┏━━
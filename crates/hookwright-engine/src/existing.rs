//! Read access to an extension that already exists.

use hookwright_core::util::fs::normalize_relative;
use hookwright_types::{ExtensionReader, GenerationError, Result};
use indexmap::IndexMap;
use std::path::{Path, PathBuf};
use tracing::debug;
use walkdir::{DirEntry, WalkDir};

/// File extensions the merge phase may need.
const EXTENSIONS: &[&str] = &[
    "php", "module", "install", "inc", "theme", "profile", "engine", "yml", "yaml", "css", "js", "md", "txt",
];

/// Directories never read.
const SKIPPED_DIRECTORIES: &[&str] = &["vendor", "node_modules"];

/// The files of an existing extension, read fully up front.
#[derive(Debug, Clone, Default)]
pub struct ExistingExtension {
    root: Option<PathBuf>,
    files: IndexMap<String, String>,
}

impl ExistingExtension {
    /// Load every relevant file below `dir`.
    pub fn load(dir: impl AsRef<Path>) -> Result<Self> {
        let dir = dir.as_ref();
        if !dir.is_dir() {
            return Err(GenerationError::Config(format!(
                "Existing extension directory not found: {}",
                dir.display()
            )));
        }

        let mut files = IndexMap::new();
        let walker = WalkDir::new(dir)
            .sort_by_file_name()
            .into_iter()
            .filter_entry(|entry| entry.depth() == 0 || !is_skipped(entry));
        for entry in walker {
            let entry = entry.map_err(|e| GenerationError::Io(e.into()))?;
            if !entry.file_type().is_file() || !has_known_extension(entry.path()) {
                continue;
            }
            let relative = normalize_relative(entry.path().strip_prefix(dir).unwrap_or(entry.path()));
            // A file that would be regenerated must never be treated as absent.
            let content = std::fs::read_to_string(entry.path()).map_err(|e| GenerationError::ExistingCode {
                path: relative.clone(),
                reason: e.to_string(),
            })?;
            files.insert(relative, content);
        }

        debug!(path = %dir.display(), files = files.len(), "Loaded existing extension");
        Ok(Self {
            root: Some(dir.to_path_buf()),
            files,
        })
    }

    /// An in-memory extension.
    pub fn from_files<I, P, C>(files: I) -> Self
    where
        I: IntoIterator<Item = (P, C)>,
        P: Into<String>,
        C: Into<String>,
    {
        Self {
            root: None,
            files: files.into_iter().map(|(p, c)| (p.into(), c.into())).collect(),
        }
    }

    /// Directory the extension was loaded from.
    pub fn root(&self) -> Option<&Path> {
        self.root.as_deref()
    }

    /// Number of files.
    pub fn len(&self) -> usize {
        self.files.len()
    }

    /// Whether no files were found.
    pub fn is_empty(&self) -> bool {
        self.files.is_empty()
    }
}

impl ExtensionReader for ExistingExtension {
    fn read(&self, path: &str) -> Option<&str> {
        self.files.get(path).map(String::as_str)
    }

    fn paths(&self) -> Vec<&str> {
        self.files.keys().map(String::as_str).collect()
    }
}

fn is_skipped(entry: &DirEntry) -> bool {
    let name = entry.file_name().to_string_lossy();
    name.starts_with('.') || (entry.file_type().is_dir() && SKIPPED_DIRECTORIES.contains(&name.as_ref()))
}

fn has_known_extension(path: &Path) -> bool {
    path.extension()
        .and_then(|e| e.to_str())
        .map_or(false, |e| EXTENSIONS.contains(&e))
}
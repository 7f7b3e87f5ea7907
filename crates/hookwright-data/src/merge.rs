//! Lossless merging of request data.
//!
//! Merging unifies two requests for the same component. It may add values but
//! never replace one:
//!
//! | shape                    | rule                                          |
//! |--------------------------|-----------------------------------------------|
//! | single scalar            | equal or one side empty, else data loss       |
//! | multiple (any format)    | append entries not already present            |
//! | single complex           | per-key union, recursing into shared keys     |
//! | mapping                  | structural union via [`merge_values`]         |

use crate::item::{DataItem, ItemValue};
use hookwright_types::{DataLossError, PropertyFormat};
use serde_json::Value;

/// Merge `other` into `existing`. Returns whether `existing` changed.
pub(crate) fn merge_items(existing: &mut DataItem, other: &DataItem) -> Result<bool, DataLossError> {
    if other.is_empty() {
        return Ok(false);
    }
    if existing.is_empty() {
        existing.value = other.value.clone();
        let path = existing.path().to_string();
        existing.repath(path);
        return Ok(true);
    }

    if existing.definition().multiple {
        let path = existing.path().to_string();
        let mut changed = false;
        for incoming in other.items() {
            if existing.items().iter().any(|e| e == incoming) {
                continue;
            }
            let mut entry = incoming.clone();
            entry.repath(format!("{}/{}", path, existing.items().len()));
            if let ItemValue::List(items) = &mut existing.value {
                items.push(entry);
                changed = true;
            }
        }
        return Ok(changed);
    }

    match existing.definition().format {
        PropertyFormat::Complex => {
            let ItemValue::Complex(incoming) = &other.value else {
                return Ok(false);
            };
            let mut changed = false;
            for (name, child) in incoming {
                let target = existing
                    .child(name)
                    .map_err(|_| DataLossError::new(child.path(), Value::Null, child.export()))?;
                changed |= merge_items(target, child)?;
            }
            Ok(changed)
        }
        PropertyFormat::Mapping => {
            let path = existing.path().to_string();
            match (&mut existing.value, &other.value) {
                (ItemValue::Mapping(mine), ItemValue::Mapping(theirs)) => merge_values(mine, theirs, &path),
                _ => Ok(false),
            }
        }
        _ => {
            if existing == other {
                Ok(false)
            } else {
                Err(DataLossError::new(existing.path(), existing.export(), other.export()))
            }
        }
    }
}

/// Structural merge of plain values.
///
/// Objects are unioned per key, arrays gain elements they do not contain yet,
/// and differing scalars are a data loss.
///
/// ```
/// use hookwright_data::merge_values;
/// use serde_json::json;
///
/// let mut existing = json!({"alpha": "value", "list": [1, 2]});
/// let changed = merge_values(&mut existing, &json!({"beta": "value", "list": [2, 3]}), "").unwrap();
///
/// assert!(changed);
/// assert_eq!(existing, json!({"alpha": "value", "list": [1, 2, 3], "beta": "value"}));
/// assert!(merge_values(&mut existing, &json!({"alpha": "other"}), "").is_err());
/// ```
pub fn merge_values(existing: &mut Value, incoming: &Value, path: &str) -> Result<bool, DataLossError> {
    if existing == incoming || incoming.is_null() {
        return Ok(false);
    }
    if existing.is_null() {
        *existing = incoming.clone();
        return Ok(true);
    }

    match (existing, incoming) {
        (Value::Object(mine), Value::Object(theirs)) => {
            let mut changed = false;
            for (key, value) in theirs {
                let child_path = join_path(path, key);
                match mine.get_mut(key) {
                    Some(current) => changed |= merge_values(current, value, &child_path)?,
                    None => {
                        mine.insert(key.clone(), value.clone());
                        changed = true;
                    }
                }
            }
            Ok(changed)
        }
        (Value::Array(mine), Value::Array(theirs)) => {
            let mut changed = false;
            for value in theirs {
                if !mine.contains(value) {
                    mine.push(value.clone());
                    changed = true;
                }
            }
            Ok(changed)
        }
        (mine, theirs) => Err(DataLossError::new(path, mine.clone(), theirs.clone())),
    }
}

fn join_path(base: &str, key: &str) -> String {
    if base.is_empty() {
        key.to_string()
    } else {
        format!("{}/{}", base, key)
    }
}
┗━━
* WORK INSTRUCTIONS:
Using the records above, filter out every line that lacks the string "insert" and copy the rest.

* EXERCISE SOLUTION:
            files.insert(relative, content);
                        mine.insert(key.clone(), value.clone());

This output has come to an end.